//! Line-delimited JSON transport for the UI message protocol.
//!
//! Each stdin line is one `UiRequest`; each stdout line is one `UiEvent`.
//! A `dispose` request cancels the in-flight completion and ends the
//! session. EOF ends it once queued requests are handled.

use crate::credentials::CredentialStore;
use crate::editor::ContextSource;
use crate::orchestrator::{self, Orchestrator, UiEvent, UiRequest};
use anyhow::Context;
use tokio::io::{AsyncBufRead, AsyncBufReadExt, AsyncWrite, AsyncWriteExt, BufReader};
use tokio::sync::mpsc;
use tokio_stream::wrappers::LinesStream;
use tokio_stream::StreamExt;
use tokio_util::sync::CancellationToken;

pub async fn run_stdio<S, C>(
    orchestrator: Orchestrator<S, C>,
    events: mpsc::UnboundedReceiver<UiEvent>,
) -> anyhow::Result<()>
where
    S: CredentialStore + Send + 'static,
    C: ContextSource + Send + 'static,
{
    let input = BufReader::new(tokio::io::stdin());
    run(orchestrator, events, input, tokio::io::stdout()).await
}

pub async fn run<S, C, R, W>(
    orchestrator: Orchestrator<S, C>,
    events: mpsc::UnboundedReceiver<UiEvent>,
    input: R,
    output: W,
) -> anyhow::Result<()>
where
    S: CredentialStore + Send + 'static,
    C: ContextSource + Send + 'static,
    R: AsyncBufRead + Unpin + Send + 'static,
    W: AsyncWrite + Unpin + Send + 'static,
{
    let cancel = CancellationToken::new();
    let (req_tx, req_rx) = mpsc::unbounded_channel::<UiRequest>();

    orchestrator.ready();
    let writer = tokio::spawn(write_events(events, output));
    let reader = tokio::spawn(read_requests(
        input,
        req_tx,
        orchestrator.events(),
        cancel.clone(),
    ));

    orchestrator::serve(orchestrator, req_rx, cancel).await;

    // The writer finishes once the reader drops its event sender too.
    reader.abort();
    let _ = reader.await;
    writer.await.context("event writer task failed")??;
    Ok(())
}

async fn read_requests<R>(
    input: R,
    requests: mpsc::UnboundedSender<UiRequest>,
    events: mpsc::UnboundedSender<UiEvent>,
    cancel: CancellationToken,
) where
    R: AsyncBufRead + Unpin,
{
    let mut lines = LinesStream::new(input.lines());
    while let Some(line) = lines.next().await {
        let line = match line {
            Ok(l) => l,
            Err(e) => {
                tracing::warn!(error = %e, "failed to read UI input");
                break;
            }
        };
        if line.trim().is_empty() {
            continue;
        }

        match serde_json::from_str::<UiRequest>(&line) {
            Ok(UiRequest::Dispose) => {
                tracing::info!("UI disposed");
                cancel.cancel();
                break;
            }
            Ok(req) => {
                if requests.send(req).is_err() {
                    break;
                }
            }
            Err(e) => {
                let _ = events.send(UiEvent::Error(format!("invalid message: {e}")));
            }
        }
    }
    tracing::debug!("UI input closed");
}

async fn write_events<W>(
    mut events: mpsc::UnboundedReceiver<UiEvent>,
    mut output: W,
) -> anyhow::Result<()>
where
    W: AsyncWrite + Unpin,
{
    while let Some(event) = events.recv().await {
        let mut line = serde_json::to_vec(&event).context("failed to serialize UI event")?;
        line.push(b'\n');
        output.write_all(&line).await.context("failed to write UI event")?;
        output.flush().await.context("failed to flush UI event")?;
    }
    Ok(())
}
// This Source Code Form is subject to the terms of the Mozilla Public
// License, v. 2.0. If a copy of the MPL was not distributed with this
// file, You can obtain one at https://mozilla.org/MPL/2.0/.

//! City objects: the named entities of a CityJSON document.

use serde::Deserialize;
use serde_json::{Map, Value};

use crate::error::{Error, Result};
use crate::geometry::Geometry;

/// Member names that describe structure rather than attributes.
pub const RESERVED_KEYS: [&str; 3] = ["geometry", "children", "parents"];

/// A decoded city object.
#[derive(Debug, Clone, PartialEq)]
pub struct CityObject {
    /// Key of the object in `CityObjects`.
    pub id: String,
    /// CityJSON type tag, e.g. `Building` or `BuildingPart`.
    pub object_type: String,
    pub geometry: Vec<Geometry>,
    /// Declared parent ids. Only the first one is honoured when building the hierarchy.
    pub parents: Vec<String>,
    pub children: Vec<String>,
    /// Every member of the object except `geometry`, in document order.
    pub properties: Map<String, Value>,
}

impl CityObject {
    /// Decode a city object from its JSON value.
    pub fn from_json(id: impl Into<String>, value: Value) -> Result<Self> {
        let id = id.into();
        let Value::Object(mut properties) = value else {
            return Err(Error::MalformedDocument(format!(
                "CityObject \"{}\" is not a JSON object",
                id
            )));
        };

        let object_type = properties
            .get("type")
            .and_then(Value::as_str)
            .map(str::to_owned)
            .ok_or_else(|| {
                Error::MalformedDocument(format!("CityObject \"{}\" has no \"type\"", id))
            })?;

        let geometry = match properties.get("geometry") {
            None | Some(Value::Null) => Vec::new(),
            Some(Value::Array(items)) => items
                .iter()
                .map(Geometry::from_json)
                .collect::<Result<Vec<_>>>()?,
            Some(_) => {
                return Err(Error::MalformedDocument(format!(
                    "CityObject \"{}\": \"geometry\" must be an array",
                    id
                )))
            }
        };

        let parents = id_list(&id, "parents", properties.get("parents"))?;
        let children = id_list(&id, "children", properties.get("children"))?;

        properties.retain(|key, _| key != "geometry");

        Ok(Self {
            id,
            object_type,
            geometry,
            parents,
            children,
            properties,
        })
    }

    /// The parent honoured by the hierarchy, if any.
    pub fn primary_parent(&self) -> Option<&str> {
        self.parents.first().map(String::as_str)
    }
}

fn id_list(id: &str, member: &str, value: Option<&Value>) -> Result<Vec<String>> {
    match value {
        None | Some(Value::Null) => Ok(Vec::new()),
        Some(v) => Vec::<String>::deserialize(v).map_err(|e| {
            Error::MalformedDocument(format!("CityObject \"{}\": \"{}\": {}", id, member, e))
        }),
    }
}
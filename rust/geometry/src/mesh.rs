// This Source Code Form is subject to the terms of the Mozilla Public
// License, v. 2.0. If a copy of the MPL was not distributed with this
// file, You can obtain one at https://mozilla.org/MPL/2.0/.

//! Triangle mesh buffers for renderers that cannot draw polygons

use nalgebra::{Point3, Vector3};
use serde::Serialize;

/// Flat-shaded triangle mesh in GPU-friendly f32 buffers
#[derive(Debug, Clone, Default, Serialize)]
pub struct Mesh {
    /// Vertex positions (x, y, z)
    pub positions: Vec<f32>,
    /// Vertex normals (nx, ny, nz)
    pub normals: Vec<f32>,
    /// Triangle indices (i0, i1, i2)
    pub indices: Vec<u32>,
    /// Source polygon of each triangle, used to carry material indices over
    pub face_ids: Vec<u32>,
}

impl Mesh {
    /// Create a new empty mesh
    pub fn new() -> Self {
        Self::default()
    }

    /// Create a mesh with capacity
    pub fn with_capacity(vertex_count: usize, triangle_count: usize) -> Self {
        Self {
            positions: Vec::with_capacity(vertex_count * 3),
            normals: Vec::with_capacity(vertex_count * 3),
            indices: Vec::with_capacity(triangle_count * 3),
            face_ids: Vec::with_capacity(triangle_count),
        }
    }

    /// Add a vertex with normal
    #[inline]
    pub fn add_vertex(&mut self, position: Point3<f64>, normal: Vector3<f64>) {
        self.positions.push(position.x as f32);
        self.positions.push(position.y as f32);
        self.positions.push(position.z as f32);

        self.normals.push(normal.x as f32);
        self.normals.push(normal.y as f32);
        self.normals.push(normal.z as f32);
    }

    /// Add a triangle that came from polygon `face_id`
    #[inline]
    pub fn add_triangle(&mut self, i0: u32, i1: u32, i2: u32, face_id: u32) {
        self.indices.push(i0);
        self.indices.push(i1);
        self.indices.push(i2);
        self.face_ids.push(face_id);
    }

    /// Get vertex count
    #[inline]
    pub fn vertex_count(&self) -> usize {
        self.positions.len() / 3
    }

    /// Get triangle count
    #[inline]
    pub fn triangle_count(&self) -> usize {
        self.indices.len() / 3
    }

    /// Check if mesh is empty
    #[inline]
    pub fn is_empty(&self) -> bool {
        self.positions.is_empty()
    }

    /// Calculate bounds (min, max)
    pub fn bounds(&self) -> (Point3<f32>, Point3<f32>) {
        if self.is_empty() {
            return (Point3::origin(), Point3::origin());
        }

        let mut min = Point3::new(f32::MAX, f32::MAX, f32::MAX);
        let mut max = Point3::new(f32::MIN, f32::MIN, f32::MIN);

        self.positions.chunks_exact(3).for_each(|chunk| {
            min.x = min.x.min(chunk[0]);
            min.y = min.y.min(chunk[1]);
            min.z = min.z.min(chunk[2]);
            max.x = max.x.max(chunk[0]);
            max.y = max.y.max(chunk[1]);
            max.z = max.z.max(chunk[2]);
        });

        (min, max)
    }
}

==

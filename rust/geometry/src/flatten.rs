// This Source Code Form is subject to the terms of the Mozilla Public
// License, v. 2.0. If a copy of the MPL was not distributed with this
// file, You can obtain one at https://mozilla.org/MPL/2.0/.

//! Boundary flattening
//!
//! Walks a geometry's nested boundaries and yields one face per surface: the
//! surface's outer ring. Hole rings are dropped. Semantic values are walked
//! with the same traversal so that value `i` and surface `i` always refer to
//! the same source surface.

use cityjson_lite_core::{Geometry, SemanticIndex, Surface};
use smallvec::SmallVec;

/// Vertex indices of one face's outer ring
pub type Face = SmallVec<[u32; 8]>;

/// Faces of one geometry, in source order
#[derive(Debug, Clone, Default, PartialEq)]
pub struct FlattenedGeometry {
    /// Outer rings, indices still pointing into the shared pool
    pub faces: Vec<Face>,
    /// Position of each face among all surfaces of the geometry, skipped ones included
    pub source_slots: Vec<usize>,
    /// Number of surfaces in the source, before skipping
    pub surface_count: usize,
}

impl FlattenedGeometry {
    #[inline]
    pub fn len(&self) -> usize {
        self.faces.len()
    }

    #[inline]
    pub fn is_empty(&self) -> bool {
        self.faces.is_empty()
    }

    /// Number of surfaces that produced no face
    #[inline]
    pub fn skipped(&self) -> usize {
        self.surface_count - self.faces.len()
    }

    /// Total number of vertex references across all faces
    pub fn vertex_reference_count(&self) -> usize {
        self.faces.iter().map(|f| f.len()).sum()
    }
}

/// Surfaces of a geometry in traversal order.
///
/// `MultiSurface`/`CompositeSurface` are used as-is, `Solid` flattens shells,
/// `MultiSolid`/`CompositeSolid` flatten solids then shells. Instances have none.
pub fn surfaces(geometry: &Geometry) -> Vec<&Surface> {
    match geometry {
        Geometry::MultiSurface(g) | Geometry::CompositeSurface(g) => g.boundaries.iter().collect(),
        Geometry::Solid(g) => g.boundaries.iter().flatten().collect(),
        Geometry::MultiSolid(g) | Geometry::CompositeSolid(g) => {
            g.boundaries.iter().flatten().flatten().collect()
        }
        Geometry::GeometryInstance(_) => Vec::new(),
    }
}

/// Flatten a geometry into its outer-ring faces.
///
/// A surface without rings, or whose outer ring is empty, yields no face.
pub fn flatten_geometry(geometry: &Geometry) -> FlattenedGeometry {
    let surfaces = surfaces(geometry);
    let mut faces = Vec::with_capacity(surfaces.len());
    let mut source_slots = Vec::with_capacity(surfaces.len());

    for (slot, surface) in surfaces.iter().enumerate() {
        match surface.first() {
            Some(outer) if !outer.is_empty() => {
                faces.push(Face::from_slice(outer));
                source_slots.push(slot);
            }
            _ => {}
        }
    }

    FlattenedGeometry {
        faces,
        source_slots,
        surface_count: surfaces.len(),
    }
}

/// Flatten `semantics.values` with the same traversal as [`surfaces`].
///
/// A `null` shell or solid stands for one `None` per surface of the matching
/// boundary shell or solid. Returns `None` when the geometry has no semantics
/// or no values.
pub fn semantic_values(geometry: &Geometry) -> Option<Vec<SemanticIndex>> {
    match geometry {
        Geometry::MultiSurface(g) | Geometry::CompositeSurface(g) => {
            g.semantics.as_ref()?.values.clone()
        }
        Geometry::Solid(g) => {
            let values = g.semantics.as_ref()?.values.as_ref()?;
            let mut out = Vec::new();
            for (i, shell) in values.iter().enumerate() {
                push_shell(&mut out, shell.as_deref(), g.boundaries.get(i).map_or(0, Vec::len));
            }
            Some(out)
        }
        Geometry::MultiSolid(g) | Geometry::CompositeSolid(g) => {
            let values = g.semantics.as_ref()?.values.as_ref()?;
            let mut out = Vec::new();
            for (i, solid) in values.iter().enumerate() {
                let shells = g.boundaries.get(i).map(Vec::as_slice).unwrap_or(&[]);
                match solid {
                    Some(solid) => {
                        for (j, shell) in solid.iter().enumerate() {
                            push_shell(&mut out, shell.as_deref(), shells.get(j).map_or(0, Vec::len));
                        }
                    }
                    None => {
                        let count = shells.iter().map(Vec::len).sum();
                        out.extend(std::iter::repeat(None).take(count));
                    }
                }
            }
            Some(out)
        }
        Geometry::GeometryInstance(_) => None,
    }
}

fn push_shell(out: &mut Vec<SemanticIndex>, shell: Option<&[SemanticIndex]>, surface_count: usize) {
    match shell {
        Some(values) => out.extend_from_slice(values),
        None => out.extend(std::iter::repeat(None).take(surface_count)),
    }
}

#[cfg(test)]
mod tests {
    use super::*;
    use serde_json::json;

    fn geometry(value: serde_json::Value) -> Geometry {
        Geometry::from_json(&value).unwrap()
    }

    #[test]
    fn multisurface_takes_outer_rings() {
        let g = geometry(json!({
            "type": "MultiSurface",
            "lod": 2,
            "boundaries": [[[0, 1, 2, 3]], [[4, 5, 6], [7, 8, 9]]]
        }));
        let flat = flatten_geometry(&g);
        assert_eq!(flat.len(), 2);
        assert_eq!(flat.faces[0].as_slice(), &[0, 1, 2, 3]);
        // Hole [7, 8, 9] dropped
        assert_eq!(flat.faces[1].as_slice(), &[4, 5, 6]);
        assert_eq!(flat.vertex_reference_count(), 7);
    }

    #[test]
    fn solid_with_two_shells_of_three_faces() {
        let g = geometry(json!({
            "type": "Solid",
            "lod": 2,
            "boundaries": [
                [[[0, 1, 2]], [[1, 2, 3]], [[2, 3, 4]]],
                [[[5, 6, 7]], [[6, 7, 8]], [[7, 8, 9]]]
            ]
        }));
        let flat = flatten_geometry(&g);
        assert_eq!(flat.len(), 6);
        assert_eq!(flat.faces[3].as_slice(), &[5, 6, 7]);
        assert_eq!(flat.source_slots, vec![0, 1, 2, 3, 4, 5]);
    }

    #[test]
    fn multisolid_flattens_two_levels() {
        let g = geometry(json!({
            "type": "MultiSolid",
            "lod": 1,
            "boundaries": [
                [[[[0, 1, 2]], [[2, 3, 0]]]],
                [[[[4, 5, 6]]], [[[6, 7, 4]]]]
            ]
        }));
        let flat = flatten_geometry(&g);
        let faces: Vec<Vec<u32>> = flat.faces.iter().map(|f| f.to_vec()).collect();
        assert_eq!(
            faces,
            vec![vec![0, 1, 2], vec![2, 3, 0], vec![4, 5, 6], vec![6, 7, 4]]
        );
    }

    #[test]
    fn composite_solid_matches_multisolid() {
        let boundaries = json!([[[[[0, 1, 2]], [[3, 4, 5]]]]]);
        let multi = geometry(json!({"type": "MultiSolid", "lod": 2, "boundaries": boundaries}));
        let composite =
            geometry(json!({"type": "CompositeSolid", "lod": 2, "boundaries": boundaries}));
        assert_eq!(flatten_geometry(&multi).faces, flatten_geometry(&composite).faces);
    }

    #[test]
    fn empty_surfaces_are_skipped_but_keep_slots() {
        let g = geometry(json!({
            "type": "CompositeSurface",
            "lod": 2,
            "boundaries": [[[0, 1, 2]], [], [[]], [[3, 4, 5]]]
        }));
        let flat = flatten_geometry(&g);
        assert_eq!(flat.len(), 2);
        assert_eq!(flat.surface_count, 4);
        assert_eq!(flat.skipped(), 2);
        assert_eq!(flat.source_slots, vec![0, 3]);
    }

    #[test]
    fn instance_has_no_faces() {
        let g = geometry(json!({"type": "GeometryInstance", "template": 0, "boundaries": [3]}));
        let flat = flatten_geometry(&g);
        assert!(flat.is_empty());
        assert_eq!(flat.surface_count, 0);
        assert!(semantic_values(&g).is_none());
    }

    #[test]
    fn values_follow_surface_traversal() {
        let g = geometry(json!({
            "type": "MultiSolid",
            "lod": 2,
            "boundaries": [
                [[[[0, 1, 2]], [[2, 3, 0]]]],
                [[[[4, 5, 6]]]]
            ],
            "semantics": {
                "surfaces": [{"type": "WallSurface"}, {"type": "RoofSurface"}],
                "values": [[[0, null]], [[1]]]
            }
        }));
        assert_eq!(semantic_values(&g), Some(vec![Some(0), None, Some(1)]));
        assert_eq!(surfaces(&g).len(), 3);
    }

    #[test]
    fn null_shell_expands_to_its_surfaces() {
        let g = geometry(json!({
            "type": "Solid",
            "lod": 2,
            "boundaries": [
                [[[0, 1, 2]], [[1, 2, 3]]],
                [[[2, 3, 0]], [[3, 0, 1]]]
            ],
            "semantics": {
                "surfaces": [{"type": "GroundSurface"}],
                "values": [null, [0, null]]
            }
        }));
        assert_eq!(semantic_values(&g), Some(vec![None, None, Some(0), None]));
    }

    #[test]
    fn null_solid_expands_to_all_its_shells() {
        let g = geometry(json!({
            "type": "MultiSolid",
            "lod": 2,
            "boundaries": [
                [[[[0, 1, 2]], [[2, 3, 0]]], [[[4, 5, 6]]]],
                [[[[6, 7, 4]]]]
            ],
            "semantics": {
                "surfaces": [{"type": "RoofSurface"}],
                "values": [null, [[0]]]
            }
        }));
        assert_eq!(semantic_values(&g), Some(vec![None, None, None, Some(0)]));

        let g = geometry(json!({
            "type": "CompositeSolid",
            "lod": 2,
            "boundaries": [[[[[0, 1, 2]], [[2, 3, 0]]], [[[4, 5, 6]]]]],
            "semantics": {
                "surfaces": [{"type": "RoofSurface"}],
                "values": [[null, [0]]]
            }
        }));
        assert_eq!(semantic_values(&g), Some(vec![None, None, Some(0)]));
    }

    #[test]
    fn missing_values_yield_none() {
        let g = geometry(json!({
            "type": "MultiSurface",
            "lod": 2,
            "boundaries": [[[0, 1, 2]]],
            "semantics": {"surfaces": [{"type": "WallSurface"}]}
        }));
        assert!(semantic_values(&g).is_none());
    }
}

### About this exercise
If a line in the listing contains "when", it counts. Say how many lines count, with no other words.

### Exercise response
2